Security

IBM® UrbanCode Release provides a flexible team-based, and role-based security model that maps to your organizational structure

From a high level, the security system consists of an authentication realm, authorization realm, roles, and teams. The authentication realm verifies the identity of the user or system trying to log on to IBM UrbanCode Release. The authorization realm manages user groups. Roles manage permissions. Teams join users with roles and secure product areas.

Overview of permissions and security types

A good starting point for learning about the team-based security system is to understand permissions. IBM UrbanCode Release uses the term permission in a way familiar to most readers: each permission controls access to a product area or product function. Most permissions refer to typical activities such as create, read, update, and delete. Permissions define what can be done, not who can do it

A product area that can have permissions defined for it is referred to as a security type. Each security type has a set of permissions that affect how users interact with it. The release security type, as the name implies, has a set of permissions that affect a user's ability to interact with releases. See Security types.

Roles

A role is a set of granted permissions. Defining a role consists of granting permissions for all security types that are affected by the role. A developer-type role might have permissions that enable it to create releases but not configure security for other roles. The number of roles that you create and their functions are up to you. As shipped, IBM UrbanCode Release provides several roles, such as Admin, that you can modify as you see fit.

Importantly, a role by itself does not impart its granted permissions to any actual user. Like permissions, roles define what can be done, not who can do them. Roles and their associated permissions are applied to users by teams.

Teams

A team is a construct that associates users or groups with roles. When a user is added to a team, that person is assigned to a role; users cannot be added to a team without a role assignment. Role members are automatically granted all permissions that are defined for the role. Groups can also be added to roles, in which case all group members are automatically granted the permissions that are defined for the role.
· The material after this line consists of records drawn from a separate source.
//! Workflow orchestration: sequential task execution with data flow between
//! steps.
//!
//! One workflow-level symbol table, seeded empty, threads across all tasks.
//! Each task deep-substitutes its declared variables against that table,
//! executes its nested document with the result as the override layer, and
//! binds the nested document's exposed outputs under `_steps.<name>`. The
//! first task that raises any error aborts the remaining sequence; completed
//! task effects stay in place.

use crate::execute::{DocumentOutcome, ExecutionContext, execute_document};
use crate::expose;
use crate::symbols::SymbolTable;
use crate::template;
use serde_json::{Map, Value};
use specrun_types::{
    DocKind, SpecDocument, SpecError, TaskKind, TaskOutcome, WorkflowFailure, WorkflowReport, WorkflowTask,
};
use specrun_util::load_document;
use tracing::{debug, warn};

/// Executes a workflow document's tasks in declaration order.
pub fn execute_workflow(document: &SpecDocument, tasks: &[WorkflowTask], ctx: &ExecutionContext) -> Result<DocumentOutcome, SpecError> {
    let mut table = SymbolTable::new();
    let mut outcomes = Vec::with_capacity(tasks.len());
    let mut failure = None;

    for (index, task) in tasks.iter().enumerate() {
        debug!(task = %task.name, index, uses = %task.uses, "starting workflow task");

        match run_task(task, &table, ctx) {
            Ok(outcome) => {
                table.bind_namespaced_output("_steps", &task.name, expose::as_map(&outcome.exposed));
                outcomes.push(outcome);
            }
            Err(error) => {
                let wrapped = error.in_task(&task.name, index);
                warn!(task = %task.name, index, error = %wrapped, "workflow aborted");
                failure = Some(WorkflowFailure {
                    task: task.name.clone(),
                    index,
                    message: wrapped.to_string(),
                });
                break;
            }
        }
    }

    Ok(DocumentOutcome::Workflow {
        report: WorkflowReport {
            id: document.id.clone(),
            outcomes,
            failure,
        },
    })
}

fn run_task(task: &WorkflowTask, table: &SymbolTable, ctx: &ExecutionContext) -> Result<TaskOutcome, SpecError> {
    // Task variables may reference any prior task's exposed output.
    let variables = substitute_variables(&task.variables, table);

    let path = ctx.base_dir.join(&task.file);
    let loaded = load_document(&path)?;

    let mut raw = loaded.value;
    if let Some(data) = task.arguments.as_ref().and_then(|arguments| arguments.data.as_ref()) {
        if task.uses != TaskKind::Validate {
            return Err(SpecError::Document("inline 'arguments.data' is only valid for validate tasks".into()));
        }
        if let Some(mapping) = raw.as_object_mut() {
            mapping.insert("data".to_string(), template::deep_substitute(data, table));
        }
    }

    let nested = SpecDocument::from_value(&raw)?;
    check_task_kind(task, nested.kind())?;

    let nested_ctx = ExecutionContext {
        base_dir: loaded.base_dir,
        overrides: variables,
        transport: ctx.transport,
    };

    match execute_document(&nested, &nested_ctx)? {
        DocumentOutcome::Fetch { exposed, .. } => Ok(TaskOutcome {
            name: task.name.clone(),
            kind: task.uses,
            exposed,
            report: None,
        }),
        DocumentOutcome::Validate { report, exposed } => Ok(TaskOutcome {
            name: task.name.clone(),
            kind: task.uses,
            exposed,
            report: Some(report),
        }),
        DocumentOutcome::Workflow { .. } => Err(SpecError::Document(format!(
            "task '{}' points at a workflow document; workflows cannot nest",
            task.name
        ))),
    }
}

fn substitute_variables(variables: &Map<String, Value>, table: &SymbolTable) -> Map<String, Value> {
    variables
        .iter()
        .map(|(key, value)| (key.clone(), template::deep_substitute(value, table)))
        .collect()
}

fn check_task_kind(task: &WorkflowTask, kind: DocKind) -> Result<(), SpecError> {
    let matches = matches!(
        (task.uses, kind),
        (TaskKind::Fetch, DocKind::Fetch) | (TaskKind::Validate, DocKind::Validate)
    );
    if !matches {
        return Err(SpecError::Document(format!(
            "task '{}' uses '{}' but '{}' is a {} document",
            task.name, task.uses, task.file, kind
        )));
    }
    Ok(())
}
When a team is created, all users and groups are available for assignment, and all roles are available to use. Users can be assigned to more than one role. If a user is assigned to one role that grants a particular permission and another role that does not grant that permission, the user is considered to have the permission.

Teams secure resources. To secure a release, for example, a team is associated with it. After being secured, only team members assigned a role with an appropriate permission can affect the release.

Securing releases

When a release is created, a team must be assigned to it. Once a release is created, only team members can affect the release, and then only in ways that are granted by their permissions. For example, a team member without a role that grants the edit segments permission cannot modify or change the release's segments.

The edit releases permission has an important characteristic. Because a team cannot be assigned to a release until the release is created, users with this permission can create releases as well as modify any release to which their team is assigned. The ability to create items as well as modify them is true for all edit-type permissions, not just the edit release permission. A user with the edit segments permission, for example, can create segments as well as modify existing segments.